One other thing, our dd1 is 10 wks old and in the first few weeks after we came home from hospital ( Had a c-section and was supposed to rest etc, lol) we had an army of well meaning friends and family arrive at ours daily, it really stressed me out. All visitors should be told SHORT VISITS ONLY, even if its Christmas. Trust me on this you will be bloody knackered and stressed already dealing with newborn you will not be able to cope with added stress and you sure as hell won't need it!!!!

drowsyincubator · 04/11/2010 18:52

Mammie YANBU!! I have been a lurker on MN for ages but your post has made me break my duck and post a response. Nip this in the bud while you can. Please yourselves, please. Last year I had a six week old PFB and a houseful for Christmas. My dad and sis were due down Christmas eve but came a day early because of the snow (they live 600 miles away). When my IL got wind of this they hopped in the car late in the evening and made the journey (about 30 miles) in crap weather in the dark because they didn't want to miss out. Cue five days of cooking, and playing host to a houseful of guests who barely lifted a finger, while trying to BF and get to know my fabby new DD, and not a minute with my family because my IL also delayed their departure until my family were off too. None of it was a surprise but you never get the time back and all I can remember about my DD first Christmas is peeling endless bloody spuds and stacking and unstacking the dishwasher. Didn't even get a proper seat in the living room at the end of the evening cos we don't have enough chairs. We still haven't planned what we are up to theis Christmas, but it is a source of endless discussion with DH. I am dreading it.
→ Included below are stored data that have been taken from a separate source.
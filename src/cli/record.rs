//! Financial event CLI commands
//!
//! Implements the recording commands: invoices, bills, and payments in
//! both directions, with optional document attachments.

use chrono::NaiveDate;
use clap::{Args, Subcommand};

use crate::display::item_line::format_event_list;
use crate::error::{CostbookError, CostbookResult};
use crate::models::{CostCode, EventKind, Money};
use crate::services::{
    BackstopService, DocumentInput, EventInput, ReconciliationService, RecordedEvent,
};
use crate::storage::Storage;

/// Flags shared by all four recording commands
#[derive(Args)]
pub struct RecordArgs {
    /// Project name or ID prefix
    pub project: String,
    /// Vendor line cost code
    pub code: String,
    /// Amount (e.g., "300.00"; negative for a correction)
    pub amount: String,
    /// Event date (YYYY-MM-DD, defaults to today)
    #[arg(short, long)]
    pub date: Option<String>,
    /// Payment method ("wire", "check"), payments only
    #[arg(short, long)]
    pub method: Option<String>,
    /// Free-form note
    #[arg(long)]
    pub memo: Option<String>,
    /// Attached document name
    #[arg(long)]
    pub doc_name: Option<String>,
    /// Attached document kind (defaults per event kind)
    #[arg(long)]
    pub doc_kind: Option<String>,
    /// Amount stated on the document (defaults to the event amount)
    #[arg(long)]
    pub doc_amount: Option<String>,
    /// Date on the document (defaults to the event date)
    #[arg(long)]
    pub doc_date: Option<String>,
}

/// Recording subcommands
#[derive(Subcommand)]
pub enum RecordCommands {
    /// Record a vendor invoice (drives the cost side)
    Invoice(RecordArgs),
    /// Record a bill issued to the client (drives the revenue side)
    Bill(RecordArgs),
    /// Record a payment received from the client
    PaymentReceived(RecordArgs),
    /// Record a payment made to a vendor
    PaymentMade(RecordArgs),
    /// List a project's recorded events
    List {
        /// Project name or ID prefix
        project: String,
        /// Narrow to one cost code (a category covers its subtree)
        #[arg(short, long)]
        node: Option<String>,
    },
}

/// Handle a recording command
pub fn handle_record_command(storage: &Storage, cmd: RecordCommands) -> CostbookResult<()> {
    let service = ReconciliationService::new(storage);

    match cmd {
        RecordCommands::Invoice(args) => {
            let project = args.project.clone();
            let recorded = record(&service, EventKind::Invoice, args)?;
            print_recorded(&recorded);
            warn_reached_backstops(storage, &project)?;
        }
        RecordCommands::Bill(args) => {
            let project = args.project.clone();
            let recorded = record(&service, EventKind::Bill, args)?;
            print_recorded(&recorded);
            warn_reached_backstops(storage, &project)?;
        }
        RecordCommands::PaymentReceived(args) => {
            let project = args.project.clone();
            let recorded = record(&service, EventKind::PaymentReceived, args)?;
            print_recorded(&recorded);
            warn_reached_backstops(storage, &project)?;
        }
        RecordCommands::PaymentMade(args) => {
            let project = args.project.clone();
            let recorded = record(&service, EventKind::PaymentMade, args)?;
            print_recorded(&recorded);
            warn_reached_backstops(storage, &project)?;
        }
        RecordCommands::List { project, node } => {
            let node = node
                .map(|s| {
                    s.parse::<CostCode>()
                        .map_err(|e| CostbookError::Validation(format!("{}", e)))
                })
                .transpose()?;
            let events = service.history(&project, node.as_ref())?;
            print!("{}", format_event_list(&events));
        }
    }

    Ok(())
}

fn record(
    service: &ReconciliationService,
    kind: EventKind,
    args: RecordArgs,
) -> CostbookResult<RecordedEvent> {
    let node: CostCode = args
        .code
        .parse()
        .map_err(|e| CostbookError::Validation(format!("{}", e)))?;
    let amount = parse_money(&args.amount)?;
    let date = match args.date {
        Some(s) => parse_date(&s)?,
        None => chrono::Local::now().date_naive(),
    };

    let mut input = EventInput::new(node, kind, amount, date);
    input.method = args.method;
    input.memo = args.memo;
    input.document = build_document(
        kind,
        args.doc_name,
        args.doc_kind,
        args.doc_amount,
        args.doc_date,
    )?;

    service.record(&args.project, input)
}

/// Assemble the document flags; any `--doc-*` flag without a name is an error
fn build_document(
    kind: EventKind,
    name: Option<String>,
    doc_kind: Option<String>,
    amount: Option<String>,
    date: Option<String>,
) -> CostbookResult<Option<DocumentInput>> {
    let name = match name {
        Some(name) => name,
        None => {
            if doc_kind.is_some() || amount.is_some() || date.is_some() {
                return Err(CostbookError::Validation(
                    "Document flags require --doc-name".to_string(),
                ));
            }
            return Ok(None);
        }
    };

    let default_kind = match kind {
        EventKind::Invoice => "invoice",
        EventKind::Bill => "bill",
        EventKind::PaymentReceived | EventKind::PaymentMade => "receipt",
    };

    Ok(Some(DocumentInput {
        name,
        kind: doc_kind.unwrap_or_else(|| default_kind.to_string()),
        amount: amount.map(|s| parse_money(&s)).transpose()?,
        date: date.map(|s| parse_date(&s)).transpose()?,
    }))
}

/// Check the project's backstops against the new ledger state
fn warn_reached_backstops(storage: &Storage, project: &str) -> CostbookResult<()> {
    let service = BackstopService::new(storage);
    let report = service.evaluate(project, chrono::Local::now().date_naive())?;

    if report.reached_count() > 0 {
        println!(
            "\nWarning: {} backstop(s) reached. Run 'costbook backstop eval \"{}\"' for details.",
            report.reached_count(),
            project
        );
    }

    Ok(())
}

fn print_recorded(recorded: &RecordedEvent) {
    let event = &recorded.event;
    println!("Recorded {}: {} on {}", event.kind, event.amount, event.node);

    match event.kind {
        EventKind::Invoice => {
            println!(
                "  Invoiced:    {} -> {}",
                recorded.before.invoiced, recorded.after.invoiced
            );
            println!("  Actual Cost: {}", recorded.after.actual_cost);
        }
        EventKind::Bill => {
            println!(
                "  Billed:         {} -> {}",
                recorded.before.billed, recorded.after.billed
            );
            println!("  Actual Revenue: {}", recorded.after.actual_revenue);
        }
        EventKind::PaymentReceived => {
            println!(
                "  Paid: {} -> {}",
                recorded.before.paid, recorded.after.paid
            );
        }
        EventKind::PaymentMade => {
            println!(
                "  Payments: {} -> {}",
                recorded.before.payments, recorded.after.payments
            );
        }
    }

    if let Some(doc) = &event.document {
        println!("  Document: {} ({})", doc.name, doc.kind);
    }
}

fn parse_money(s: &str) -> CostbookResult<Money> {
    Money::parse(s).map_err(|e| {
        CostbookError::Validation(format!(
            "Invalid amount '{}': {}. Use format like '300.00' or '-300.00'",
            s, e
        ))
    })
}

fn parse_date(s: &str) -> CostbookResult<NaiveDate> {
    NaiveDate::parse_from_str(s, "%Y-%m-%d").map_err(|_| {
        CostbookError::Validation(format!("Invalid date format: '{}'. Use YYYY-MM-DD", s))
    })
}

#[cfg(test)]
mod tests {
    use super::*;
    use crate::config::paths::CostbookPaths;
    use crate::models::{ItemLineNode, Project};
    use crate::services::aggregation;
    use tempfile::TempDir;

    fn create_test_storage() -> (TempDir, Storage) {
        let temp_dir = TempDir::new().unwrap();
        let paths = CostbookPaths::with_base_dir(temp_dir.path().to_path_buf());
        let storage = Storage::new(paths).unwrap();
        (temp_dir, storage)
    }

    fn date(y: i32, m: u32, d: u32) -> NaiveDate {
        NaiveDate::from_ymd_opt(y, m, d).unwrap()
    }

    fn seed_project(storage: &Storage) {
        let project = Project::new("Riverside Office Park");
        storage.projects.upsert(project.clone()).unwrap();
        storage.ledgers.ensure(project.id).unwrap();

        storage
            .ledgers
            .with_mut(project.id, |hierarchy| {
                let start = date(2025, 8, 1);
                hierarchy
                    .insert(ItemLineNode::new(
                        "2".parse().unwrap(),
                        "Concrete Works",
                        true,
                        start,
                        date(2025, 9, 30),
                    ))
                    .map_err(|e| CostbookError::Ledger(e.to_string()))?;
                hierarchy
                    .insert(ItemLineNode::new(
                        "2.1".parse().unwrap(),
                        "Foundation",
                        false,
                        start,
                        date(2025, 8, 15),
                    ))
                    .map_err(|e| CostbookError::Ledger(e.to_string()))?;
                aggregation::aggregate(hierarchy)
                    .map_err(|_| CostbookError::Ledger("aggregation failed".into()))?;
                Ok(())
            })
            .unwrap();
    }

    fn args(amount: &str) -> RecordArgs {
        RecordArgs {
            project: "Riverside Office Park".to_string(),
            code: "2.1".to_string(),
            amount: amount.to_string(),
            date: Some("2025-08-18".to_string()),
            method: None,
            memo: None,
            doc_name: None,
            doc_kind: None,
            doc_amount: None,
            doc_date: None,
        }
    }

    #[test]
    fn test_record_invoice_moves_the_ledger() {
        let (_temp_dir, storage) = create_test_storage();
        seed_project(&storage);

        handle_record_command(&storage, RecordCommands::Invoice(args("300.00"))).unwrap();

        let service = crate::services::ItemLineService::new(&storage);
        let node = service
            .get("Riverside Office Park", &"2.1".parse().unwrap())
            .unwrap();
        assert_eq!(node.invoiced, Money::from_cents(30_000));
        assert_eq!(node.actual_cost, Money::from_cents(30_000));
    }

    #[test]
    fn test_document_flags_require_a_name() {
        let (_temp_dir, storage) = create_test_storage();
        seed_project(&storage);

        let mut invoice_args = args("300.00");
        invoice_args.doc_kind = Some("invoice".to_string());

        let err = handle_record_command(&storage, RecordCommands::Invoice(invoice_args))
            .unwrap_err();
        assert!(err.is_validation());
    }

    #[test]
    fn test_document_kind_defaults_by_event() {
        let document = build_document(
            EventKind::PaymentMade,
            Some("wire-confirmation.pdf".to_string()),
            None,
            None,
            None,
        )
        .unwrap()
        .unwrap();
        assert_eq!(document.kind, "receipt");
    }
}
//! CSV export functionality
//!
//! Exports the estimates-vs-actuals table and the event history to CSV
//! for spreadsheet use. Quoting is handled by the csv writer.

use std::collections::HashMap;
use std::io::Write;

use crate::error::{CostbookError, CostbookResult};
use crate::models::Money;
use crate::reports::EstimatesVsActualsReport;
use crate::storage::Storage;

/// Export the estimates-vs-actuals report to CSV, one row per node plus
/// a TOTAL row
pub fn export_estimates_csv<W: Write>(
    report: &EstimatesVsActualsReport,
    writer: &mut W,
) -> CostbookResult<()> {
    let mut csv_writer = csv::Writer::from_writer(writer);

    csv_writer
        .write_record([
            "Code",
            "Name",
            "Type",
            "Vendor",
            "Estimated Cost",
            "Actual Cost",
            "Cost Variance",
            "Estimated Revenue",
            "Actual Revenue",
            "Invoiced",
            "Paid",
            "Billed",
            "Payments",
            "Schedule",
        ])
        .map_err(|e| CostbookError::Export(e.to_string()))?;

    for row in &report.rows {
        let node_type = if row.is_category { "Category" } else { "Vendor line" };
        csv_writer
            .write_record([
                row.code.to_string(),
                row.name.clone(),
                node_type.to_string(),
                row.vendor.clone().unwrap_or_default(),
                money_cell(row.estimated_cost),
                money_cell(row.actual_cost),
                money_cell(row.cost_variance),
                money_cell(row.estimated_revenue),
                money_cell(row.actual_revenue),
                money_cell(row.invoiced),
                money_cell(row.paid),
                money_cell(row.billed),
                money_cell(row.payments),
                row.schedule.to_string(),
            ])
            .map_err(|e| CostbookError::Export(e.to_string()))?;
    }

    let totals = &report.totals;
    csv_writer
        .write_record([
            String::new(),
            "TOTAL".to_string(),
            String::new(),
            String::new(),
            money_cell(totals.estimated_cost),
            money_cell(totals.actual_cost),
            money_cell(totals.actual_cost - totals.estimated_cost),
            money_cell(totals.estimated_revenue),
            money_cell(totals.actual_revenue),
            money_cell(totals.invoiced),
            money_cell(totals.paid),
            money_cell(totals.billed),
            money_cell(totals.payments),
            String::new(),
        ])
        .map_err(|e| CostbookError::Export(e.to_string()))?;

    csv_writer
        .flush()
        .map_err(|e| CostbookError::Export(e.to_string()))?;

    Ok(())
}

/// Export a project's event history to CSV, in recording order
pub fn export_events_csv<W: Write>(
    storage: &Storage,
    project: &str,
    writer: &mut W,
) -> CostbookResult<()> {
    let project = storage
        .projects
        .find(project)?
        .ok_or_else(|| CostbookError::project_not_found(project))?;

    let hierarchy = storage.ledgers.get_required(project.id)?;
    let node_names: HashMap<_, _> = hierarchy
        .walk()
        .into_iter()
        .map(|n| (n.code.clone(), n.name.clone()))
        .collect();

    let mut csv_writer = csv::Writer::from_writer(writer);
    csv_writer
        .write_record([
            "ID", "Date", "Kind", "Node", "Node Name", "Amount", "Method", "Memo", "Document",
        ])
        .map_err(|e| CostbookError::Export(e.to_string()))?;

    for event in storage.events.for_project(project.id)? {
        let node_name = node_names
            .get(&event.node)
            .cloned()
            .unwrap_or_else(|| "Unknown".to_string());
        let document = event
            .document
            .as_ref()
            .map(|d| d.name.clone())
            .unwrap_or_default();

        csv_writer
            .write_record([
                event.id.to_string(),
                event.date.to_string(),
                event.kind.to_string(),
                event.node.to_string(),
                node_name,
                money_cell(event.amount),
                event.method.clone().unwrap_or_default(),
                event.memo.clone(),
                document,
            ])
            .map_err(|e| CostbookError::Export(e.to_string()))?;
    }

    csv_writer
        .flush()
        .map_err(|e| CostbookError::Export(e.to_string()))?;

    Ok(())
}

fn money_cell(amount: Money) -> String {
    format!("{:.2}", amount.cents() as f64 / 100.0)
}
MissMarjoribanks · 04/11/2010 19:11

My DS arrived somewhat earlier than planned, before last Christmas, rather than after. He was still in SCBU on Christmas Day. We were meant to have spent Christmas Day with the inlaws (only 30 mins away) but instead they came to us and MIL and FIL cooked Christmas dinner in our kitchen.

It worked remarkably well. DH and I were free to scoot off to the hospital whenever we wanted and all food, drink, etc was provided. They sodded off about 7pm, leaving us with a quiet house and no washing up to do.

MIL even wrapped BIL's presents for him, as he has a fucking annoying habit of doing them at the very last minute and keeping everyone waiting.

If your DH's family are willing to muck in, could this be an option? They'd need to ditch the 7am thing Shock though.

weegiemum · 04/11/2010 19:28

I'm very lucky, I think.

When dh and I got married, my Dad immediately said "its important you have your first married christmas alone" and he was right. We were 25, went to church and for a walk in the snow, opened our presents, had a fabby lunch, watched films.

Since our children (we have 3) were born we have spent one Christmas with each lot of parents. Never again! They can come to us if they like and they know it (MIL came every year until BIL (more favoured son, I'm not joking) had kids but now she stays home as they live locally and competitive granny-ing with Bils Mil means she cant not be there). We see her before CHristmas (she makes the effort to come for the children's CHristmas play at school, though I do wonder what will happen if it co-incides with the other children's play this year). We visit my parents on Boxing day, with the rest of my family (though this year we are hosting).

MY Dad has always been very insistent that we get our own traditions. I think he was very keen to escape his own parents traditions! Ours are a fab mix of both families - and it is a mix as dh's dad is German so there are a whole load of German "candles on the tree" type traditions as well as my famiy's "no tree till after Weegie's birthday on the 16th" tradition and lots of listening to really bad CHristmas music such as The Ray Connif Singers etc ......

But all out family want us to make our own way. And that's why I'm lucky! Cos they know how important it is for us to have our own way of doing stuff. This year our kids will be 10 (almost 11), 8 (almost 9) and just 7. Christmas for them is at home, with themselves, Mum and Dad and Paula, our single best friend whose family live a long way away and she is like family to us.